Advogado Deixa Defesa de Vorcaro e Valor de Devolução Sobe para R$ 60 Bilhões
- 22 de mai.
- 2 min de leitura
Mudança ocorre após PF rejeitar proposta de colaboração do dono do Banco Master

O empresário Daniel Vorcaro, controlador do Banco Master, enfrenta novos desdobramentos nas negociações de um possível acordo de delação premiada. O advogado José Luis Oliveira Lima, conhecido como Juca, deixou oficialmente a defesa do banqueiro após a rejeição da proposta apresentada à Polícia Federal (PF).
A saída foi confirmada pelo próprio advogado, que afirmou que a decisão ocorreu de comum acordo.
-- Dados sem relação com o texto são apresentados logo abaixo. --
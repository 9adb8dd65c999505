//! Per-session JSON documents under `<root>/conversations` and `<root>/archived`

use std::fs;
use std::path::{Path, PathBuf};
use tracing::{debug, warn};

use crate::conversation_db::schema::*;
use crate::error::PersistenceError;
use crate::utils::{atomic_write_json, read_json};

pub struct ConversationStore {
    root: PathBuf,
}

impl ConversationStore {
    pub fn new(root: &Path) -> Self {
        Self { root: root.to_path_buf() }
    }

    /// Reject ids that could escape the partition directory.
    pub fn validate_sid(sid: &str) -> Result<(), PersistenceError> {
        let valid = !sid.is_empty()
            && sid.len() <= 128
            && sid.chars().all(|c| c.is_ascii_alphanumeric() || c == '-' || c == '_');
        if valid {
            Ok(())
        } else {
            Err(PersistenceError::InvalidId(sid.to_string()))
        }
    }

    pub fn partition_dir(&self, partition: Partition) -> PathBuf {
        self.root.join(partition.dir_name())
    }

    pub fn path_for(&self, sid: &str, partition: Partition) -> Result<PathBuf, PersistenceError> {
        Self::validate_sid(sid)?;
        Ok(self.partition_dir(partition).join(format!("{}.json", sid)))
    }

    pub fn ensure_dirs(&self) -> Result<(), PersistenceError> {
        for partition in [Partition::Active, Partition::Archived] {
            fs::create_dir_all(self.partition_dir(partition))?;
        }
        Ok(())
    }

    pub fn write(&self, doc: &ConversationFile, partition: Partition) -> Result<(), PersistenceError> {
        let path = self.path_for(&doc.sid, partition)?;
        atomic_write_json(&path, doc)?;
        debug!("Wrote {} conversation {} ({} messages)", partition, doc.sid, doc.messages.len());
        Ok(())
    }

    pub fn read(&self, sid: &str, partition: Partition) -> Result<ConversationFile, PersistenceError> {
        let path = self.path_for(sid, partition)?;
        let mut doc: ConversationFile = read_json(&path)?;
        if doc.sid != sid {
            warn!("Conversation file {} carries id {}; using file name", path.display(), doc.sid);
            doc.sid = sid.to_string();
        }
        Ok(doc)
    }

    pub fn exists(&self, sid: &str, partition: Partition) -> bool {
        self.path_for(sid, partition).map(|p| p.is_file()).unwrap_or(false)
    }

    /// Delete the partition file; returns whether a file was removed.
    pub fn remove(&self, sid: &str, partition: Partition) -> Result<bool, PersistenceError> {
        let path = self.path_for(sid, partition)?;
        match fs::remove_file(&path) {
            Ok(()) => Ok(true),
            Err(e) if e.kind() == std::io::ErrorKind::NotFound => Ok(false),
            Err(e) => Err(e.into()),
        }
    }

    /// Ids of every `*.json` file in the partition, sorted. Temp files and bad names are skipped.
    pub fn list_ids(&self, partition: Partition) -> Result<Vec<String>, PersistenceError> {
        let dir = self.partition_dir(partition);
        let entries = match fs::read_dir(&dir) {
            Ok(entries) => entries,
            Err(e) if e.kind() == std::io::ErrorKind::NotFound => return Ok(Vec::new()),
            Err(e) => return Err(e.into()),
        };

        let mut ids = Vec::new();
        for entry in entries {
            let path = entry?.path();
            if path.extension().and_then(|e| e.to_str()) != Some("json") {
                continue;
            }
            if let Some(stem) = path.file_stem().and_then(|s| s.to_str()) {
                if Self::validate_sid(stem).is_ok() {
                    ids.push(stem.to_string());
                }
            }
        }
        ids.sort();
        Ok(ids)
    }
}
A mudança acontece em um momento delicado das negociações, marcado pelo endurecimento da avaliação das autoridades sobre o conteúdo da colaboração oferecida por Vorcaro.
DEFESA DEIXA CASO
José Luis Oliveira Lima assumiu a defesa do empresário em março e possui histórico de atuação em acordos de delação premiada de grande repercussão nacional. Nos bastidores, a saída do advogado foi interpretada como mais um sinal das dificuldades enfrentadas para viabilizar o acordo.
A Polícia Federal rejeitou a primeira versão da proposta por considerar que material apresentado continha omissões relevantes e informações insuficientes para avançar nas investigações. A avaliação também foi compartilhada pela Procuradoria-Geral da República (PGR).
VALOR AMPLIADO
Na tentativa de manter as negociações abertas, Vorcaro aceitou aumentar de R$ 40 bilhões para R$ 60 bilhões o valor que poderá ser devolvido aos cofres públicos em uma eventual colaboração premiada.
Apesar da ampliação expressiva do montante, a PGR informou aos representantes do empresário que será necessário reformular completamente o roteiro da delação. O entendimento é que a proposta atual não atende aos requisitos exigidos para formalização de um acordo.
EXIGÊNCIAS DA PGR
Segundo interlocutores ligados às negociações, a Procuradoria concorda com a análise da Polícia Federal de que informações consideradas estratégicas ficaram de fora da primeira versão apresentada pela defesa.
A avaliação interna é de que o conteúdo entregue até agora não oferece elementos suficientes para justificar os benefícios previstos em um acordo de colaboração premiada, exigindo novas informações e detalhamento dos fatos investigados.
SITUAÇÃO DELICADA
Enquanto tenta reabrir caminho para um possível acordo, Vorcaro permanece preso preventivamente. Recentemente, sua defesa solicitou a transferência para outra unidade de custódia, alegando condições inadequadas no local onde está detido.
O caso continua sendo acompanhado por autoridades da Polícia Federal, da Procuradoria-Geral da República e do Supremo Tribunal Federal, enquanto as negociações seguem indefinidas e sem previsão para uma conclusão.